The 2006–07 Australian cricket season is made up of three domestic competitions for the men; the first-class Pura Cup, the List A Ford Ranger One Day Cup and the Twenty20 competition KFC Twenty20 Big Bash. The women compete in the Women's National Cricket League, although Tasmania does not have a first-class women's team. The season started on 11 October 2006 with a domestic Ford Ranger One Day Cup match between Queensland and Tasmania, and culminated with the World Cup Final between Australia and Sri Lanka on 28 April 2007.
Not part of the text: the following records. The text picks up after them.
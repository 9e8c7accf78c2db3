//! Application configuration loaded from TOML
//!
//! ```toml
//! name = "blog"
//! templates = ["web/templates"]
//!
//! [limits]
//! query_params = 64
//!
//! [[filters]]
//! name = "head"
//!
//! [[filters]]
//! name = "request_log"
//! config = { level = "debug" }
//! ```
//!
//! Every section except `name` is optional. Missing limits keep their
//! defaults, see [`FetchLimits`].

use crate::{
    errors::ConfigError,
    filters::FilterSpec,
    limits::FetchLimits,
    templates::{Finder, PathFinder},
};
use serde::Deserialize;
use std::{fs, path::{Path, PathBuf}, sync::Arc};

/// Everything needed to build an [`App`](crate::App) without code changes.
#[derive(Debug, Clone, PartialEq, Deserialize)]
#[serde(deny_unknown_fields)]
pub struct AppConfig {
    pub name: String,

    #[serde(default)]
    pub limits: FetchLimits,

    /// Filters in declaration order.
    #[serde(default)]
    pub filters: Vec<FilterConfig>,

    /// Template roots, searched in order.
    #[serde(default)]
    pub templates: Vec<PathBuf>,
}

/// One `[[filters]]` entry.
#[derive(Debug, Clone, PartialEq, Deserialize)]
#[serde(deny_unknown_fields)]
pub struct FilterConfig {
    pub name: String,

    /// Handed to the filter factory as is.
    #[serde(default)]
    pub config: Option<toml::Value>,
}

impl FilterConfig {
    #[inline]
    pub fn spec(&self) -> FilterSpec {
        match &self.config {
            Some(config) => FilterSpec::with_config(&self.name, config.clone()),
            None => FilterSpec::named(&self.name),
        }
    }
}

impl AppConfig {
    /// Parses and validates a config.
    ///
    /// # Errors
    /// [`ConfigError::Parse`] for malformed TOML or unknown keys, and
    /// [`ConfigError::Invalid`] for an empty name or zero limits that would
    /// reject every request.
    pub fn from_toml(src: &str) -> Result<Self, ConfigError> {
        let config: Self = toml::from_str(src)?;
        config.validate()?;
        Ok(config)
    }

    /// A [`PathFinder`] per template root, in order.
    pub fn finders(&self) -> Vec<Arc<dyn Finder>> {
        self.templates
            .iter()
            .map(|root| Arc::new(PathFinder::new(root)) as Arc<dyn Finder>)
            .collect()
    }

    fn validate(&self) -> Result<(), ConfigError> {
        if self.name.trim().is_empty() {
            return Err(ConfigError::Invalid(String::from("`name` must not be empty")));
        }
        if self.limits.query_params == 0 {
            return Err(ConfigError::Invalid(String::from("`limits.query_params` must be greater than 0")));
        }
        if self.limits.header_count == 0 {
            return Err(ConfigError::Invalid(String::from("`limits.header_count` must be greater than 0")));
        }
        if let Some(filter) = self.filters.iter().find(|f| f.name.is_empty()) {
            return Err(ConfigError::Invalid(format!("filter with config {:?} has no name", filter.config)));
        }
        Ok(())
    }
}

/// Reads and validates the config at `path`.
pub fn load_config(path: impl AsRef<Path>) -> Result<AppConfig, ConfigError> {
    AppConfig::from_toml(&fs::read_to_string(path)?)
}
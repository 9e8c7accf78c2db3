//! Request cookie parsing and `set-cookie` formatting

use chrono::{DateTime, TimeDelta, Utc};
use std::{collections::BTreeMap, fmt::Write};

/// Options of a response cookie.
///
/// `path` defaults to `/` when formatted and `http_only` defaults to `true`
/// unless explicitly set to `false`.
#[derive(Debug, Clone, PartialEq, Eq, Default)]
pub struct CookieOptions {
    pub path: Option<String>,
    pub domain: Option<String>,
    /// Lifetime in seconds. Also emits an `expires` attribute.
    pub max_age: Option<i64>,
    pub secure: bool,
    pub http_only: Option<bool>,
}

/// Parses a `Cookie` request header into `jar`.
///
/// Pairs are separated by `;`, surrounding whitespace and double quotes
/// around values are dropped. When a name repeats the first value is kept,
/// since browsers send the most specific cookie first.
pub(crate) fn parse_cookie_header(header: &str, jar: &mut BTreeMap<String, String>) {
    for pair in header.split(';') {
        let pair = pair.trim();
        let (name, value) = pair.split_once('=').unwrap_or((pair, ""));
        let name = name.trim();
        if name.is_empty() {
            continue;
        }

        let value = value.trim();
        let value = value
            .strip_prefix('"')
            .and_then(|v| v.strip_suffix('"'))
            .unwrap_or(value);

        jar.entry(name.to_owned())
            .or_insert_with(|| value.to_owned());
    }
}

/// Formats a `set-cookie` header value.
///
/// # Examples
/// ```
/// use chrono::{TimeZone, Utc};
/// use maker_conn::http::cookies::{cookie_header, CookieOptions};
///
/// let now = Utc.with_ymd_and_hms(2024, 3, 1, 12, 0, 0).unwrap();
/// let options = CookieOptions {
///     max_age: Some(60),
///     secure: true,
///     ..CookieOptions::default()
/// };
///
/// assert_eq!(
///     cookie_header("id", "42", &options, now),
///     "id=42; path=/; expires=Fri, 01 Mar 2024 12:01:00 GMT; max-age=60; secure; HttpOnly"
/// );
/// ```
pub fn cookie_header(key: &str, value: &str, options: &CookieOptions, now: DateTime<Utc>) -> String {
    let mut header = format!(
        "{key}={value}; path={}",
        options.path.as_deref().unwrap_or("/")
    );

    if let Some(domain) = &options.domain {
        let _ = write!(header, "; domain={domain}");
    }

    if let Some(max_age) = options.max_age {
        // Non positive lifetimes expire at the epoch.
        let expires = match max_age > 0 {
            true => TimeDelta::try_seconds(max_age).and_then(|age| now.checked_add_signed(age)),
            false => None,
        }
        .unwrap_or(DateTime::UNIX_EPOCH);

        let _ = write!(
            header,
            "; expires={}; max-age={max_age}",
            expires.format("%a, %d %b %Y %H:%M:%S GMT")
        );
    }

    if options.secure {
        header.push_str("; secure");
    }

    if options.http_only != Some(false) {
        header.push_str("; HttpOnly");
    }

    header
}
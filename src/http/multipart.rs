//! `multipart/form-data` body parser

use crate::{
    errors::{ConnError, ConnResult},
    http::{
        params::{self, Param, Params, UploadedFile},
        query,
    },
    limits::FetchLimits,
};
use bytes::Bytes;
use memchr::memmem;

/// Extracts the boundary from a `multipart/form-data` content type.
pub(crate) fn boundary(content_type: &str) -> Option<&str> {
    content_type.split(';').skip(1).find_map(|param| {
        let (name, value) = param.trim().split_once('=')?;
        match name.trim().eq_ignore_ascii_case("boundary") {
            true => Some(value.trim().trim_matches('"')).filter(|b| !b.is_empty()),
            false => None,
        }
    })
}

/// Parses every part of `body` into `params`.
///
/// Parts with a `filename` become [`Param::File`], other parts become plain
/// values. Part data is sliced out of `body` without copying.
pub(crate) fn parse_multipart(
    params: &mut Params,
    body: &Bytes,
    boundary: &str,
    limits: &FetchLimits,
) -> ConnResult<()> {
    let delimiter = format!("--{boundary}");
    let finder = memmem::Finder::new(delimiter.as_bytes());
    let close = format!("\r\n--{boundary}");
    let close_finder = memmem::Finder::new(close.as_bytes());

    let mut pos = finder
        .find(body)
        .map(|start| start + delimiter.len())
        .ok_or_else(|| malformed("missing opening boundary"))?;

    let mut count = 0;
    loop {
        match body.get(pos..pos + 2) {
            Some(b"--") => return Ok(()),
            Some(b"\r\n") => pos += 2,
            _ => return Err(malformed("boundary must be followed by CRLF")),
        }

        if count >= limits.multipart_parts {
            return Err(query::Error::OverLimit(limits.multipart_parts).into());
        }
        count += 1;

        let head_end = memmem::find(&body[pos..], b"\r\n\r\n")
            .map(|i| pos + i)
            .ok_or_else(|| malformed("unterminated part headers"))?;
        let head = simdutf8::basic::from_utf8(&body[pos..head_end])
            .map_err(|_| malformed("part headers are not UTF-8"))?;
        let part = PartHead::parse(head)?;

        let data_start = head_end + 4;
        let data_end = close_finder
            .find(&body[data_start..])
            .map(|i| data_start + i)
            .ok_or_else(|| malformed("missing closing boundary"))?;
        let data = body.slice(data_start..data_end);

        let value = match part.filename {
            Some(filename) => Param::File(UploadedFile {
                filename,
                content_type: part.content_type,
                data,
            }),
            None => Param::Value(String::from_utf8_lossy(&data).into_owned()),
        };
        params::insert(params, &part.name, value, limits.nesting_depth)?;

        pos = data_end + close.len();
    }
}

#[derive(Debug, Default, PartialEq)]
struct PartHead {
    name: String,
    filename: Option<String>,
    content_type: Option<String>,
}

impl PartHead {
    fn parse(head: &str) -> ConnResult<Self> {
        let mut part = PartHead::default();
        let mut name = None;

        for line in head.split("\r\n") {
            let (header, value) = line
                .split_once(':')
                .ok_or_else(|| malformed("invalid part header"))?;

            if header.trim().eq_ignore_ascii_case("content-type") {
                part.content_type = Some(value.trim().to_owned());
            } else if header.trim().eq_ignore_ascii_case("content-disposition") {
                for param in value.split(';').skip(1) {
                    let Some((key, value)) = param.trim().split_once('=') else {
                        continue;
                    };
                    let value = value.trim().trim_matches('"').to_owned();
                    match key.trim() {
                        "name" => name = Some(value),
                        "filename" => part.filename = Some(value),
                        _ => {}
                    }
                }
            }
        }

        part.name = name.ok_or_else(|| malformed("part without a name"))?;
        Ok(part)
    }
}

#[inline]
fn malformed(reason: &str) -> ConnError {
    ConnError::MalformedBody(format!("multipart: {reason}"))
}

#[cfg(test)]
mod multipart_tests {
    use super::*;

    const BODY: &str = concat!(
        "preamble\r\n",
        "--XyZ\r\n",
        "Content-Disposition: form-data; name=\"title\"\r\n",
        "\r\n",
        "Hello\r\n",
        "--XyZ\r\n",
        "Content-Disposition: form-data; name=\"doc[file]\"; filename=\"a.txt\"\r\n",
        "Content-Type: text/plain\r\n",
        "\r\n",
        "line 1\r\nline 2\r\n",
        "--XyZ--\r\n",
    );

    #[test]
    fn boundary_from_content_type() {
        let cases = [
            ("multipart/form-data; boundary=XyZ", Some("XyZ")),
            ("multipart/form-data; charset=utf-8; Boundary=\"a b\"", Some("a b")),
            ("multipart/form-data; boundary=", None),
            ("multipart/form-data", None),
        ];

        for (content_type, expected) in cases {
            assert_eq!(boundary(content_type), expected);
        }
    }

    #[test]
    fn values_and_files() {
        let mut params = Params::new();
        let body = Bytes::from_static(BODY.as_bytes());
        parse_multipart(&mut params, &body, "XyZ", &FetchLimits::default()).unwrap();

        assert_eq!(params["title"], Param::from("Hello"));

        let file = params["doc"].get("file").and_then(Param::as_file).unwrap();
        assert_eq!(file.filename, "a.txt");
        assert_eq!(file.content_type.as_deref(), Some("text/plain"));
        assert_eq!(file.data, "line 1\r\nline 2");
    }

    #[test]
    fn part_limit() {
        let limits = FetchLimits {
            multipart_parts: 1,
            ..FetchLimits::default()
        };
        let body = Bytes::from_static(BODY.as_bytes());

        assert!(matches!(
            parse_multipart(&mut Params::new(), &body, "XyZ", &limits),
            Err(ConnError::Params(query::Error::OverLimit(1)))
        ));
    }

    #[test]
    fn malformed_bodies() {
        let cases = [
            "no boundary at all",
            "--XyZ\r\nContent-Disposition: form-data; name=\"a\"\r\n\r\nunterminated",
            "--XyZ\r\nContent-Disposition: form-data\r\n\r\nx\r\n--XyZ--",
            "--XyZ\r\nbroken header\r\n\r\nx\r\n--XyZ--",
            "--XyZ garbage",
        ];

        for body in cases {
            let body = Bytes::from_static(body.as_bytes());
            let result = parse_multipart(&mut Params::new(), &body, "XyZ", &FetchLimits::default());
            assert!(matches!(result, Err(ConnError::MalformedBody(_))), "{body:?}");
        }
    }
}
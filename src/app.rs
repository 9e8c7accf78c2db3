//! Applications: a compiled filter chain in front of an endpoint
//!
//! An [`App`] is built once from an [`AppBuilder`] and then shared by every
//! request. Building resolves each filter specification against a
//! [`FilterRegistry`] and folds the list into a single function, so the
//! per-request cost is a chain of calls with no lookups.
//!
//! # Examples
//!
//! ```
//! use maker_conn::{test, App, Aspect, Conn, ConnResult, FilterRegistry};
//!
//! fn hello(conn: Conn) -> ConnResult {
//!     let conn = conn.fetch(Aspect::Params)?;
//!     let name = conn.params()?.get("name").and_then(|p| p.as_str()).unwrap_or("world");
//!     let body = format!("Hello, {name}!");
//!     conn.send(200_u16, body)
//! }
//!
//! let app = App::builder("hello")
//!     .filter("request_log")
//!     .endpoint(hello)
//!     .build(&FilterRegistry::with_defaults())
//!     .unwrap();
//!
//! let conn = app.handle(test::req("GET", "/?name=maker", ""));
//! assert_eq!(test::sent(&conn).unwrap().body, "Hello, maker!");
//! ```

use crate::{
    config::AppConfig,
    errors::{ConnResult, FilterError},
    filters::{
        compiler::{compile, Chain},
        FilterMatch, FilterRegistry, FilterSpec,
    },
    limits::FetchLimits,
    Conn,
};
use std::{fmt, sync::Arc};
use tracing::{debug, error};

/// The last step of a chain, run once every filter let the request through.
///
/// Implemented for every `Fn(Conn) -> ConnResult`.
pub trait Endpoint: Send + Sync + 'static {
    fn call(&self, conn: Conn) -> ConnResult;
}

impl<F> Endpoint for F
where
    F: Fn(Conn) -> ConnResult + Send + Sync + 'static,
{
    #[inline(always)]
    fn call(&self, conn: Conn) -> ConnResult {
        self(conn)
    }
}

/// A named, compiled request pipeline.
///
/// Cloning is cheap and every clone runs the same chain.
#[derive(Clone)]
pub struct App {
    name: Arc<str>,
    chain: Chain,
    limits: Arc<FetchLimits>,
}

impl App {
    /// Starts building an application called `name`.
    #[inline]
    pub fn builder(name: &str) -> AppBuilder {
        AppBuilder::new(name)
    }

    /// Same as [`AppBuilder::from_config`].
    #[inline]
    pub fn from_config(config: &AppConfig) -> AppBuilder {
        AppBuilder::from_config(config)
    }

    #[inline(always)]
    pub fn name(&self) -> &str {
        &self.name
    }

    /// Limits applied to every connection this application runs.
    ///
    /// They replace whatever limits the adapter created the connection with.
    #[inline]
    pub fn limits(&self) -> Arc<FetchLimits> {
        Arc::clone(&self.limits)
    }

    /// Runs the chain on `conn`.
    ///
    /// A connection that was not dispatched by another application is
    /// tagged with this application's name and gets its limits. Errors are
    /// returned as is, see [`handle`](Self::handle) for the error boundary.
    pub fn service(&self, conn: Conn) -> ConnResult {
        (self.chain)(self.enter(conn))
    }

    /// Forwards `conn` to this application, which sees `segments` as its
    /// path info and applies its own limits.
    ///
    /// # Errors
    /// [`ConnError::Forward`](crate::ConnError::Forward) when `segments` is
    /// not a suffix of the current path info, and whatever the chain returns.
    pub fn forward<S: AsRef<str>>(&self, conn: Conn, segments: &[S]) -> ConnResult {
        let conn = conn.forward_to(segments, &self.name)?.with_limits(self.limits());
        (self.chain)(conn)
    }

    fn enter(&self, conn: Conn) -> Conn {
        match conn.app() {
            Some(_) => conn,
            None => conn.with_app(Arc::clone(&self.name)).with_limits(self.limits()),
        }
    }

    /// Runs the chain and never fails.
    ///
    /// An error is logged and, when nothing was delivered yet, answered
    /// with `500 Internal Server Error`. The returned connection is then
    /// the one the request started with.
    pub fn handle(&self, conn: Conn) -> Conn {
        let conn = self.enter(conn);
        let fallback = conn.clone();

        let err = match (self.chain)(conn) {
            Ok(conn) => return conn,
            Err(err) => err,
        };
        error!(
            app = %self.name,
            method = %fallback.method(),
            path = %fallback.path(),
            error = %err,
            "request failed"
        );

        if fallback.already_sent() {
            return fallback;
        }

        let body = match fallback.original_method() {
            "HEAD" => "",
            _ => "Internal Server Error",
        };
        match fallback.clone().send(500_u16, body) {
            Ok(conn) => conn,
            Err(err) => {
                error!(app = %self.name, error = %err, "could not send the error response");
                fallback
            }
        }
    }
}

impl fmt::Debug for App {
    fn fmt(&self, f: &mut fmt::Formatter<'_>) -> fmt::Result {
        f.debug_struct("App")
            .field("name", &self.name)
            .field("limits", &self.limits)
            .finish_non_exhaustive()
    }
}

/// Collects the filter list and the endpoint of an [`App`].
///
/// List operations only rearrange specifications. Nothing is resolved
/// before [`build`](Self::build).
pub struct AppBuilder {
    name: String,
    filters: Vec<FilterSpec>,
    endpoint: Option<Arc<dyn Endpoint>>,
    limits: Option<FetchLimits>,
}

impl AppBuilder {
    #[inline]
    fn new(name: &str) -> Self {
        Self {
            name: name.to_owned(),
            filters: Vec::new(),
            endpoint: None,
            limits: None,
        }
    }

    /// Starts from a loaded config: its name, limits and filters.
    ///
    /// # Examples
    /// ```
    /// use maker_conn::{config::AppConfig, App};
    ///
    /// let config = AppConfig::from_toml(r#"
    ///     name = "blog"
    ///
    ///     [[filters]]
    ///     name = "head"
    /// "#).unwrap();
    ///
    /// let builder = App::from_config(&config);
    /// assert_eq!(builder.filters()[0].name(), "head");
    /// ```
    pub fn from_config(config: &AppConfig) -> Self {
        let mut builder = Self::new(&config.name).limits(config.limits.clone());
        builder.filters = config.filters.iter().map(|filter| filter.spec()).collect();
        builder
    }

    /// Appends a filter.
    #[inline]
    pub fn filter(mut self, spec: impl Into<FilterSpec>) -> Self {
        self.filters.push(spec.into());
        self
    }

    /// Inserts a filter in front of the others.
    #[inline]
    pub fn prepend_filter(mut self, spec: impl Into<FilterSpec>) -> Self {
        self.filters.insert(0, spec.into());
        self
    }

    /// Removes every filter matching `filter`.
    ///
    /// A name removes all specifications with that name, a
    /// [`FilterSpec`] only the equal ones.
    #[inline]
    pub fn delete_filter(mut self, filter: impl Into<FilterMatch>) -> Self {
        let filter = filter.into();
        self.filters.retain(|spec| !filter.matches(spec));
        self
    }

    #[inline]
    pub fn endpoint(mut self, endpoint: impl Endpoint) -> Self {
        self.endpoint = Some(Arc::new(endpoint));
        self
    }

    #[inline]
    pub fn limits(mut self, limits: FetchLimits) -> Self {
        self.limits = Some(limits);
        self
    }

    /// The filter list as it stands.
    #[inline(always)]
    pub fn filters(&self) -> &[FilterSpec] {
        &self.filters
    }

    /// Resolves the filters and compiles the chain.
    ///
    /// # Errors
    /// The first [`FilterError`] met: an unknown name, a bad filter config
    /// or a filter without capabilities.
    ///
    /// # Panics
    /// If [`endpoint`](Self::endpoint) was never called.
    #[track_caller]
    pub fn build(self, registry: &FilterRegistry) -> Result<App, FilterError> {
        let endpoint = self
            .endpoint
            .expect("The `endpoint` method must be called to create");

        let filters = self
            .filters
            .iter()
            .map(|spec| Ok((spec.name().to_owned(), registry.resolve(spec)?)))
            .collect::<Result<Vec<_>, FilterError>>()?;
        let count = filters.len();

        let chain = compile(filters, Arc::new(move |conn| endpoint.call(conn)))?;
        debug!(app = %self.name, filters = count, "app built");

        Ok(App {
            name: Arc::from(self.name),
            chain,
            limits: Arc::new(self.limits.unwrap_or_default()),
        })
    }
}

impl fmt::Debug for AppBuilder {
    fn fmt(&self, f: &mut fmt::Formatter<'_>) -> fmt::Result {
        f.debug_struct("AppBuilder")
            .field("name", &self.name)
            .field("filters", &self.filters)
            .field("endpoint", &self.endpoint.is_some())
            .field("limits", &self.limits)
            .finish()
    }
}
The international season started with the Champions Trophy in October and November, followed by the 5-Test match Ashes series and a single Twenty20 match against England until early January. The English tour was followed by the 2006–07 Commonwealth Bank Series, an ODI triangular series against England and New Zealand which lasted until mid February. Later in the summer, Australia toured New Zealand, playing for the 2006–07 Chappell–Hadlee Trophy, and competed in the World Cup in March and April.

Roll of honour

International series
 Rose Bowl: Australia Women beat New Zealand Women 5–0 in 5-ODI series.
 Champions Trophy: Australia beat West Indies by eight wickets in the final.
 Ashes: Australia beat England 5–0 in 5-Test Match series.
 Commonwealth Bank Series: Australia finished first in pool table, but lost to England, who finished second in the pools, 2–0 in Best of 3 ODI Finals Series.
 Chappell–Hadlee Trophy: New Zealand won 3–0 in 3 Match ODI Series.
 2007 Cricket World Cup: Australia beat Sri Lanka in the final, undefeated throughout the tournament.

Domestic tournaments
 Pura Cup: Tasmanian Tigers defeated New South Wales Blues in Final.
 Ford Ranger One Day Cup: Queensland defeated Victoria in Final.
 KFC Twenty20 Big Bash: Victorian Bushrangers defeated Tasmanian Tigers in Final.
 Women's National Cricket League: New South Wales Breakers defeated Victoria Spirit 2–1 in the three-match final.
 Cricket Australia Cup (2nd XI): New South Wales Second XI finished first in the pool table.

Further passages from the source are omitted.